1 March 2024 by Emily Shakespeare

Providence Shoreline in North America

Special Issue TitleLandscapes of the Terraqueous Planet

Landscape Research, the internationally refereed journal of the Landscape Research Group , is calling for submissions for a special issue which encourages explorations of the concept of the terraqueous as a way of invigorating and engaging with the many dimensions of landscape. Early notions of the ‘terraqueous world’ included a core concern with exchange, transference and interaction between land, water and air and these ideas resonate with the kind of knowledge being developed in response to the Anthropocene today. As such, this special edition explores the potential of a renaissance of a modernised and repurposed terraqueous world. Papers will encourage dialogue among the elements of land, water and/or air through a multidisciplinary, multi-dimensional field of possibilities reflecting on the concept of landscape.
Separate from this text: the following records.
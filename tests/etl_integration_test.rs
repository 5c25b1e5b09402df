use anyhow::Result;
use fashion_etl::core::Pipeline;
use fashion_etl::{EtlEngine, EtlError, FashionPipeline, LocalStorage, TomlConfig};
use httpmock::prelude::*;
use rust_decimal::Decimal;
use std::path::Path;
use tempfile::TempDir;

fn card(title: &str, price: Option<&str>, details: &[&str]) -> String {
    let details: String = details.iter().map(|d| format!("<p>{}</p>", d)).collect();
    // 無價格的卡片在目錄上只顯示一段文字
    let price = match price {
        Some(price) => format!(r#"<div class="price-container"><span class="price">{}</span></div>"#, price),
        None => r#"<p class="price">Price Unavailable</p>"#.to_string(),
    };
    format!(
        r#"<div class="collection-card">
    <img src="/img.png" alt="{title}">
    <h3 class="product-title">{title}</h3>
    {price}
    <div class="product-details">{details}</div>
</div>"#
    )
}

fn page(cards: &[String], next: Option<&str>) -> String {
    let pagination = next
        .map(|href| {
            format!(
                r#"<ul class="pagination"><li class="page-item next"><a class="page-link" href="{}">Next</a></li></ul>"#,
                href
            )
        })
        .unwrap_or_default();
    format!(
        "<html><body><div class=\"collection-grid\">{}</div>{}</body></html>",
        cards.concat(),
        pagination
    )
}

fn config_for(server: &MockServer, output: &Path) -> TomlConfig {
    let mut config = TomlConfig::default();
    config.source.base_url = server.base_url();
    config.source.delay_seconds = 0.0;
    config.load.output_path = output.to_string_lossy().to_string();
    config
}

#[tokio::test]
async fn test_end_to_end_two_page_catalog() -> Result<()> {
    let temp_dir = TempDir::new()?;
    let server = MockServer::start();

    let first = page(
        &[
            card(
                "T-shirt 1",
                Some("$10.00"),
                &["Rating: ⭐ 4.5 / 5", "3 Colors", "Size: M", "Gender: Men"],
            ),
            card(
                "Unknown Product",
                Some("$100.00"),
                &["Rating: ⭐ Invalid Rating / 5", "5 Colors", "Size: M", "Gender: Men"],
            ),
            card("Pants 3", None, &["Rating: Not Rated", "8 Colors", "Size: S", "Gender: Women"]),
        ],
        Some("/page2"),
    );
    let second = page(
        &[card(
            "Hoodie 4",
            Some("$25.99"),
            &["Rating: ⭐ 4.8 / 5", "1 Colors", "Size: XL", "Gender: Unisex"],
        )],
        None,
    );

    let page1_mock = server.mock(|when, then| {
        when.method(GET).path("/");
        then.status(200).header("Content-Type", "text/html").body(&first);
    });
    let page2_mock = server.mock(|when, then| {
        when.method(GET).path("/page2");
        then.status(200).header("Content-Type", "text/html").body(&second);
    });

    let config = config_for(&server, temp_dir.path());
    let storage = LocalStorage::new(temp_dir.path());
    let engine = EtlEngine::new(FashionPipeline::from_config(storage, config)?);

    let report = engine.run().await?;

    page1_mock.assert();
    page2_mock.assert();
    assert_eq!(report.rows, 2);
    assert_eq!(report.sheets_ok, None);
    assert_eq!(report.rows_inserted, None);

    let raw = std::fs::read_to_string(temp_dir.path().join("scraped_fashion_products.csv"))?;
    assert_eq!(raw.lines().count(), 5);
    assert!(raw.contains("Unknown Price"));

    let clean = engine.pipeline().read_clean_dataset().await?;
    assert_eq!(clean.len(), 2);
    assert_eq!(clean.records[0].title, "T-shirt 1");
    assert_eq!(clean.records[0].price, Decimal::from(160_000));
    assert_eq!(clean.records[0].gender, "Men");
    assert_eq!(clean.records[1].title, "Hoodie 4");
    assert_eq!(clean.records[1].price, Decimal::from(415_840));
    assert_eq!(clean.records[1].rating, Decimal::new(48, 1));
    assert_eq!(clean.records[1].colors, 1);
    assert_eq!(clean.records[1].size, "XL");

    Ok(())
}

#[tokio::test]
async fn test_first_page_failure_yields_empty_run() -> Result<()> {
    let temp_dir = TempDir::new()?;
    let server = MockServer::start();
    let page_mock = server.mock(|when, then| {
        when.method(GET).path("/");
        then.status(503);
    });

    let config = config_for(&server, temp_dir.path());
    let pipeline = FashionPipeline::from_config(LocalStorage::new(temp_dir.path()), config)?;

    let records = pipeline.extract().await?;
    page_mock.assert_hits(1);
    assert!(records.is_empty());

    // 只有表頭的原始檔
    let raw = std::fs::read_to_string(temp_dir.path().join("scraped_fashion_products.csv"))?;
    assert_eq!(raw.trim(), "Title,Price,Rating,Colors,Size,Gender,Timestamp");

    let table = pipeline.read_raw_table().await?;
    let result = pipeline.transform(table).await;
    assert!(matches!(result, Err(EtlError::EmptyDataset { .. })));

    Ok(())
}

#[tokio::test]
async fn test_later_page_failure_keeps_earlier_records() -> Result<()> {
    let temp_dir = TempDir::new()?;
    let server = MockServer::start();
    let first = page(
        &[card(
            "Jacket 1",
            Some("$50.00"),
            &["Rating: ⭐ 3.5 / 5", "2 Colors", "Size: L", "Gender: Women"],
        )],
        Some("/page2"),
    );
    server.mock(|when, then| {
        when.method(GET).path("/");
        then.status(200).body(&first);
    });
    let page2_mock = server.mock(|when, then| {
        when.method(GET).path("/page2");
        then.status(500);
    });

    let config = config_for(&server, temp_dir.path());
    let pipeline = FashionPipeline::from_config(LocalStorage::new(temp_dir.path()), config)?;

    let records = pipeline.extract().await?;

    page2_mock.assert_hits(1);
    assert_eq!(records.len(), 1);
    assert_eq!(records[0].title, "Jacket 1");
    assert_eq!(records[0].price, "$50.00");

    Ok(())
}

#[tokio::test]
async fn test_transform_resumes_from_raw_file() -> Result<()> {
    let temp_dir = TempDir::new()?;
    std::fs::write(
        temp_dir.path().join("scraped_fashion_products.csv"),
        "Title,Price,Rating,Colors,Size,Gender,Timestamp\n\
         T-shirt 2,$102.15,Rating: ⭐ 3.9 / 5,3 Colors,Size: M,Gender: Women,2024-05-01T10:00:00.000001\n\
         T-shirt 2,$102.15,Rating: ⭐ 3.9 / 5,3 Colors,Size: M,Gender: Women,2024-05-01T10:00:00.000001\n\
         Hoodie 3,$496.88,N/A,8 Colors,Size: L,Gender: Unisex,2024-05-01T10:00:00.000002\n\
         Pants 4,\"$1,024.50\",Rating: ⭐ 4.1 / 5,5 Colors,Size: S,Gender: Men,2024-05-01T10:00:00.000003\n",
    )?;

    let mut config = TomlConfig::default();
    config.load.output_path = temp_dir.path().to_string_lossy().to_string();
    let pipeline = FashionPipeline::from_config(LocalStorage::new(temp_dir.path()), config)?;

    let table = pipeline.read_raw_table().await?;
    let dataset = pipeline.transform(table).await?;

    assert_eq!(dataset.len(), 2);
    assert_eq!(dataset.records[0].price, Decimal::new(163_440_000, 2));
    assert_eq!(dataset.records[1].title, "Pants 4");
    assert_eq!(dataset.records[1].price, Decimal::from(16_392_000));

    let clean = std::fs::read_to_string(temp_dir.path().join("cleaned_fashion_products.csv"))?;
    assert!(clean.starts_with("Title,Price,Rating,Colors,Size,Gender,Timestamp"));
    assert_eq!(clean.lines().count(), 3);

    Ok(())
}

#[tokio::test]
async fn test_load_sends_clean_file_to_spreadsheet() -> Result<()> {
    let temp_dir = TempDir::new()?;
    let server = MockServer::start();
    let token_path = temp_dir.path().join("sheets-token");
    std::fs::write(&token_path, "integration-token\n")?;
    std::fs::write(
        temp_dir.path().join("cleaned_fashion_products.csv"),
        "Title,Price,Rating,Colors,Size,Gender,Timestamp\n\
         T-shirt 2,1634400.00,3.9,3,M,Women,2024-05-01T10:00:00\n",
    )?;

    let sheets_mock = server.mock(|when, then| {
        when.method(PUT)
            .path("/v4/spreadsheets/sheet-42/values/Sheet1!A1")
            .query_param("valueInputOption", "RAW")
            .header("authorization", "Bearer integration-token")
            .body_contains("\"T-shirt 2\"");
        then.status(200).json_body(serde_json::json!({"updatedRows": 2}));
    });

    let mut config = config_for(&server, temp_dir.path());
    config.sheets.spreadsheet_id = Some("sheet-42".to_string());
    config.sheets.endpoint = server.base_url();
    config.sheets.credentials_file = Some(token_path);
    let pipeline = FashionPipeline::from_config(LocalStorage::new(temp_dir.path()), config)?;

    let dataset = pipeline.read_clean_dataset().await?;
    let report = pipeline.load(dataset).await?;

    sheets_mock.assert();
    assert_eq!(report.rows, 1);
    assert_eq!(report.sheets_ok, Some(true));
    assert_eq!(report.rows_inserted, None);

    Ok(())
}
The terraqueous, as a portmanteau of terra (land) and aqueous (water) is most extensively explored in the literal, spatial interpretation of places that share both land and water elements. In these cases, the terraqueous is a descriptor of the nature of coastal regions, rivers and watersheds, denoting conjoining spaces of land and water, of the hybrid places that ensue and the classificatory conundrum they produce. These have enriched the imaginaries of geographers, political scientists, international relationists and economists, historians, film and literary scholars and anthropologists. This special edition seeks to expand the concept further both building upon these insights and adding new terraqueous landscapes that signify any points of exchange between land, land-based technologies or artefacts, water worlds and/or
spaces of air. The latter spaces are often conceptualised as accessible in highly mediated ways and these mediations, interventions, accidental depositories and deliberate displacements are as much a part of the terraqueous repertoire as the area studies that privilege the borderlands of bodies of land and water. Highlighting connectivity, transposition, translation, exchange, exposure and interactivity, between land, air and water worlds, enables the terraqueous to include a wider array of spaces and to develop a dialogic dimension.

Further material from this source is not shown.